Japan’s volunteers fill radiation monitoring void

Fed up with waiting for the government to clean up local farms, volunteers are doing their own test.

magic japanese mushrooms
Women buy shiitake mushrooms produced in Iwaki city to help sell farm products [AP]

In Iitate village, a farming community roughly 40km from the damaged Daiichi nuclear plant, volunteers have been heading out every week to sample soil from rice paddies in order to test the soil.

They want to gauge how badly it remains contaminated from the radioactive steam that shot out after explosions at three of the damaged plants. Here, the government has not yet started any sort of decontamination effort, and the local community – which has been evacuated into temporary housing – has become frustrated and is taking matters into its own hands.
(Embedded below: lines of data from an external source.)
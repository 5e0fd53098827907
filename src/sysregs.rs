// Copyright The Rusted Firmware-A Contributors.
//
// SPDX-License-Identifier: BSD-3-Clause

//! System registers which `arm_sysregs` doesn't provide: the Carmel implementation-defined
//! registers, the NVG interface to the MCE and the secure physical timer.
//!
//! The NVG registers are named by their encodings: `s3_0_c15_c1_2` selects the channel of a
//! request, `s3_0_c15_c1_3` carries its data and result, and reading `s3_0_c15_c3_7` makes the MCE
//! clean and invalidate the ccplex caches.

use arm_sysregs::{read_sysreg, read_write_sysreg, write_sysreg};
use bitflags::bitflags;

bitflags! {
    /// Control bits of a generic timer.
    #[derive(Clone, Copy, Debug, Default, PartialEq, Eq)]
    pub struct TimerControl: u64 {
        /// Enables the timer.
        const ENABLE = 1 << 0;
        /// Masks the timer interrupt.
        const IMASK = 1 << 1;
    }
}

read_write_sysreg!(actlr_el1, u64, safe_read, safe_write, fake::SYSREGS);
read_write_sysreg!(actlr_el3, u64, safe_read, safe_write, fake::SYSREGS);
read_sysreg!(id_afr0_el1, u64, safe, fake::SYSREGS);
read_sysreg!(ctr_el0, u64, safe, fake::SYSREGS);

read_sysreg!(cntps_tval_el1, u64, safe, fake::SYSREGS);
write_sysreg!(cntps_ctl_el1, u64: TimerControl, safe, fake::SYSREGS);

write_sysreg!(s3_0_c15_c1_2, u64, safe, fake::SYSREGS);
read_write_sysreg!(s3_0_c15_c1_3, u64, safe_read, safe_write, fake::SYSREGS);
read_sysreg!(s3_0_c15_c3_7, u64, safe, fake::SYSREGS);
We headed out in the snowy, idyllic – and evacuated – village with a team lead by Hiroshi Iwase, an expert in the field of the medical applications of radiation and currently an assistant professor in radiation protection at the High Energy Institute.

While Iwase said he personally feels the village is safe to live in – parts of it register at 20 millisieverts (mSv) per year, four times the current standard for safety for adults – he said it’s not recommended for people to spend a lot of time outdoors there.

Given that it’s a farming community, though, it only stands to reason that most people would spend much of their time outdoors.

“I can’t say you should stay in this village. However, I cannot accept that everyone who stays here will develop cancer,” he said.

Iwase also believes that people are largely afraid of radiation levels because they don’t really understand the science.

“It’s difficult to understand radiation, but easy to understand newspaper articles – and reporters can’t always understand radiation,” said Iwase.

“So the information is wrong, and people read it and think it’s a scandal…but radiation workers, like me, are allowed 20 mSv per year, and at 100 mSv [per year], 0.5 per cent develop cancer,” said Iwase, baffled by why people here would choose to “trust the media, not the experts and the government.”

He also said there’s not much evidence to prove what the long term effects of radiation at these levels is.

“Some data exists from Hiroshima,” he said, leaving it at that.